According to him, companies use commitments against poverty, global warming, etc and other social problems. This according to him is also advertising as their main aim is to promote the brand image and name.
A question which he wanted to answer was whether the public showing of corporate responsibility plans be considered advertising?, or, by extension, the major question that was sought to be answered was – Can information in commercial practice that helps form a brand image be controlled? The question was answered eventually with the fact that even if it is not always, based on the changing nature of commercial practices, it should be.
There are five types of social marketing. The first three are covered by a controlling directive, whereas the last two have no controls upon them despite the fact that they also form consumer impressions.
1. Advertising with social commitments mixed with concrete commercial offers.
2. Advertising with concrete references to quality of goods produced.
3. Advertising with references to abstract commitment with rekation to goods promoted.
4. Advertising with reference to abstract commitments without any relation to goods promoted.
5. Advertisements with concrete references with no relation to goods promoted.

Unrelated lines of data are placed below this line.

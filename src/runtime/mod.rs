//! Process wiring and lifecycle.
//!
//! One [`CoreContext`] is built at startup and threaded by reference into
//! every component; there are no process-wide singletons. Shutdown follows
//! a fixed order: stop accepting control connections, drain the bus, stop
//! services in reverse configuration order, persist trust state.

use std::str::FromStr;
use std::sync::atomic::{AtomicU64, Ordering};
use std::sync::{Arc, Mutex};
use std::time::{Duration, Instant};

use anyhow::Context as _;
use chrono::{DateTime, Utc};
use tokio::sync::{mpsc, watch};
use tracing::{error, info, warn};

use crate::bus::{BusDispatcher, EventBus};
use crate::caps::Capabilities;
use crate::config::{ConfigMap, DaemonConfig};
use crate::control::{ControlDeps, ControlPlane};
use crate::store::TrustStore;
use crate::supervisor::ServiceSupervisor;
use crate::trust::TrustEngine;
use crate::types::{EventKind, ViolationKind};

/// Process-wide counters surfaced by the `status` command.
pub struct RuntimeStats {
    start: Instant,
    threats: AtomicU64,
    trackers: AtomicU64,
}

impl RuntimeStats {
    /// Counters at zero, clock started now.
    pub fn new() -> Self {
        Self {
            start: Instant::now(),
            threats: AtomicU64::new(0),
            trackers: AtomicU64::new(0),
        }
    }

    /// Seconds since process start.
    pub fn uptime_seconds(&self) -> u64 {
        self.start.elapsed().as_secs()
    }

    /// Threat events observed.
    pub fn threats_today(&self) -> u64 {
        self.threats.load(Ordering::Relaxed)
    }

    /// Tracker-blocked events observed.
    pub fn trackers_blocked(&self) -> u64 {
        self.trackers.load(Ordering::Relaxed)
    }

    /// Count one threat event.
    pub fn note_threat(&self) {
        self.threats.fetch_add(1, Ordering::Relaxed);
    }

    /// Count one blocked tracker.
    pub fn note_tracker(&self) {
        self.trackers.fetch_add(1, Ordering::Relaxed);
    }
}

impl Default for RuntimeStats {
    fn default() -> Self {
        Self::new()
    }
}

/// Everything the daemon runs on, built once at startup.
pub struct CoreContext {
    /// Loaded configuration.
    pub config: DaemonConfig,
    /// Event bus publish handle.
    pub bus: EventBus,
    /// Trust engine.
    pub trust: Arc<TrustEngine>,
    /// Service supervisor.
    pub supervisor: Arc<ServiceSupervisor>,
    /// Stats counters.
    pub stats: Arc<RuntimeStats>,
    shutdown_tx: watch::Sender<bool>,
    shutdown_rx: watch::Receiver<bool>,
}

impl CoreContext {
    /// Wire all components against the given capability layer.
    ///
    /// # Errors
    ///
    /// Returns an error if the persistent stores cannot be opened.
    pub fn initialize(
        config: DaemonConfig,
        caps: Arc<dyn Capabilities>,
    ) -> anyhow::Result<(Self, BusDispatcher)> {
        std::fs::create_dir_all(&config.data_dir).with_context(|| {
            format!("failed to create data dir {}", config.data_dir.display())
        })?;

        let store = Arc::new(
            TrustStore::open(&config.trust_checkpoint_path(), &config.violation_log_path())
                .context("failed to open trust store")?,
        );

        let (bus, dispatcher) = EventBus::new(
            config.timing.queue_capacity,
            Duration::from_millis(config.timing.produce_timeout_ms),
            Duration::from_millis(config.timing.shutdown_drain_ms),
        );

        let (shutdown_tx, shutdown_rx) = watch::channel(false);

        let trust = Arc::new(TrustEngine::new(store, caps, bus.clone()));
        let supervisor = Arc::new(ServiceSupervisor::new(
            config.services.clone(),
            &config.timing,
            bus.clone(),
            shutdown_rx.clone(),
        ));

        let stats = Arc::new(RuntimeStats::new());
        wire_stat_subscribers(&bus, &stats);

        Ok((
            Self {
                config,
                bus,
                trust,
                supervisor,
                stats,
                shutdown_tx,
                shutdown_rx,
            },
            dispatcher,
        ))
    }

    /// Receiver every long-lived task watches for shutdown.
    pub fn shutdown_rx(&self) -> watch::Receiver<bool> {
        self.shutdown_rx.clone()
    }

    /// Flip the process-wide shutdown flag.
    pub fn signal_shutdown(&self) {
        let _ = self.shutdown_tx.send(true);
    }

    /// Run the daemon until `wait_for_signal` completes.
    ///
    /// Starts auto-start services, the dispatcher, the control plane, and
    /// the health loop, then performs the ordered shutdown.
    ///
    /// # Errors
    ///
    /// Returns an error for fatal startup failures (control socket bind,
    /// config map load). Runtime errors are logged, never fatal.
    pub async fn run(
        self,
        dispatcher: BusDispatcher,
        wait_for_signal: impl std::future::Future<Output = ()>,
    ) -> anyhow::Result<()> {
        let config_map_path = self.config.config_map_path();
        let config_map = ConfigMap::load(&config_map_path).context("failed to load config map")?;

        let deps = Arc::new(ControlDeps {
            supervisor: Arc::clone(&self.supervisor),
            trust: Arc::clone(&self.trust),
            bus: self.bus.clone(),
            stats: Arc::clone(&self.stats),
            config_map: Mutex::new(config_map),
            config_map_path,
        });
        let control = ControlPlane::bind(&self.config, deps).context("failed to bind control socket")?;

        let (violation_tx, violation_rx) = mpsc::channel(256);
        wire_violation_router(&self.bus, violation_tx);
        let violation_handle = tokio::spawn(run_violation_worker(
            Arc::clone(&self.trust),
            violation_rx,
        ));

        let dispatcher_handle = tokio::spawn(dispatcher.run(self.shutdown_rx()));
        let control_handle = tokio::spawn(control.run(self.shutdown_rx()));

        self.supervisor.start_auto().await;

        let health_handle = tokio::spawn(run_health_loop(
            Arc::clone(&self.supervisor),
            Arc::clone(&self.trust),
            self.config.daily_tick_cron.clone(),
            Duration::from_secs(self.config.timing.health_interval_secs),
            self.shutdown_rx(),
        ));

        info!("core running");
        wait_for_signal.await;
        info!("shutdown requested");

        // Fixed order: stop accepting, drain the bus, stop services, persist.
        self.signal_shutdown();
        let _ = control_handle.await;
        let _ = health_handle.await;
        let _ = dispatcher_handle.await;
        // The bus is drained; nothing can enqueue more violations.
        violation_handle.abort();
        self.supervisor.shutdown().await;
        if let Err(e) = self.trust.flush() {
            error!(error = %e, "failed to persist trust state during shutdown");
        }

        info!("core stopped");
        Ok(())
    }
}

/// One violation extracted from a detector event.
#[derive(Debug)]
pub struct ViolationRequest {
    /// Offending package.
    pub package: String,
    /// Classified behavior.
    pub kind: ViolationKind,
    /// Free-form detail from the detector.
    pub context: String,
}

/// Event kinds whose payload may carry a violation classification.
const VIOLATION_SOURCES: [EventKind; 7] = [
    EventKind::SmsThreat,
    EventKind::FileThreat,
    EventKind::NetworkThreat,
    EventKind::MessengerThreat,
    EventKind::KeyloggerDetected,
    EventKind::PermissionAccess,
    EventKind::AppLockTriggered,
];

/// Route detector events into the trust engine.
///
/// Bus callbacks are synchronous, so scoring goes through a channel to a
/// single worker; that also keeps violation application serialized in
/// arrival order. An event feeds the ledger only when its payload names a
/// violation kind, because the classification belongs to the detector,
/// not to the core.
pub fn wire_violation_router(bus: &EventBus, tx: mpsc::Sender<ViolationRequest>) {
    for kind in VIOLATION_SOURCES {
        let tx = tx.clone();
        bus.subscribe(
            kind,
            Box::new(move |event| {
                let Some(violation) = event.data.get("violation").and_then(|v| v.as_str()) else {
                    return Ok(());
                };
                if event.target.is_empty() {
                    anyhow::bail!("violation event without a target package");
                }
                let kind = ViolationKind::parse(violation)
                    .map_err(|e| anyhow::anyhow!("unroutable violation: {e}"))?;
                let request = ViolationRequest {
                    package: event.target.clone(),
                    kind,
                    context: event.message.clone(),
                };
                tx.try_send(request)
                    .map_err(|e| anyhow::anyhow!("violation queue full: {e}"))
            }),
        );
    }
}

/// Apply queued violations until the sender side closes.
pub async fn run_violation_worker(
    trust: Arc<TrustEngine>,
    mut rx: mpsc::Receiver<ViolationRequest>,
) {
    while let Some(request) = rx.recv().await {
        if let Err(e) = trust
            .record_violation(&request.package, request.kind, &request.context)
            .await
        {
            error!(
                package = %request.package,
                kind = request.kind.as_str(),
                error = %e,
                "violation application failed"
            );
        }
    }
    info!("violation worker stopped");
}

/// Feed the threat and tracker counters from the bus.
fn wire_stat_subscribers(bus: &EventBus, stats: &Arc<RuntimeStats>) {
    for kind in [
        EventKind::SmsThreat,
        EventKind::FileThreat,
        EventKind::NetworkThreat,
        EventKind::MessengerThreat,
        EventKind::KeyloggerDetected,
    ] {
        let stats = Arc::clone(stats);
        bus.subscribe(
            kind,
            Box::new(move |_| {
                stats.note_threat();
                Ok(())
            }),
        );
    }

    let stats = Arc::clone(stats);
    bus.subscribe(
        EventKind::TrackerBlocked,
        Box::new(move |_| {
            stats.note_tracker();
            Ok(())
        }),
    );
}

/// Health ticker: supervisor pass every interval, trust daily tick on cron.
pub async fn run_health_loop(
    supervisor: Arc<ServiceSupervisor>,
    trust: Arc<TrustEngine>,
    daily_cron: String,
    interval: Duration,
    mut shutdown_rx: watch::Receiver<bool>,
) {
    let schedule = match cron::Schedule::from_str(&daily_cron) {
        Ok(schedule) => Some(schedule),
        Err(e) => {
            warn!(cron = %daily_cron, error = %e, "invalid daily tick cron, sweep disabled");
            None
        }
    };

    let mut ticker = tokio::time::interval(interval);
    ticker.set_missed_tick_behavior(tokio::time::MissedTickBehavior::Delay);
    // The immediate first tick would probe services mid-startup.
    ticker.tick().await;

    let mut last_daily = Utc::now();
    info!(interval_secs = interval.as_secs(), "health loop started");

    loop {
        tokio::select! {
            _ = ticker.tick() => {
                supervisor.health_tick().await;

                if let Some(schedule) = &schedule {
                    let now = Utc::now();
                    if daily_tick_due(schedule, last_daily, now) {
                        if let Err(e) = trust.daily_tick().await {
                            warn!(error = %e, "daily tick failed");
                        }
                        last_daily = now;
                    }
                }
            }
            result = shutdown_rx.changed() => {
                if result.is_err() || *shutdown_rx.borrow() {
                    break;
                }
            }
        }
    }

    info!("health loop stopped");
}

/// Whether a cron occurrence falls between the last run and now.
pub fn daily_tick_due(
    schedule: &cron::Schedule,
    last_run: DateTime<Utc>,
    now: DateTime<Utc>,
) -> bool {
    schedule.after(&last_run).take(1).any(|next| next <= now)
}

Since the last two forms have no controls placed upon them by the directive, they may very easily be used to mislead. They often are, as well.
He referred to the case of Nike v. Kasky, a US case to interpret with accuracy, what must be considered as advertising from a legal point of view in order to avoid misleading practices. The judgement recognised the varied nature of social advertising, and considering the importance of image and branding, agreed that socially targeted marketing also required controls upon it.
Professor Madabhusi Sridhar Acharyulu, NALSAR University of Law, Hyderabad, India: Is the consumer consumed?:-
He began with an anecdote about the slick marketing strategies employed by hell, segueing into corporate commercial practices, which attempt to “sell you hell at an exorbitant price.” He talked about how marketing departments create and sell fake images of the brand and products. How the media was being used to propagate their schemes and reach people in a very impressive way while also increasing the price. Global market in cyber space through satellite media is now a very fertile premise for launching products simultaneously all over the world and enhances the scope for selling adopting manipulated truth.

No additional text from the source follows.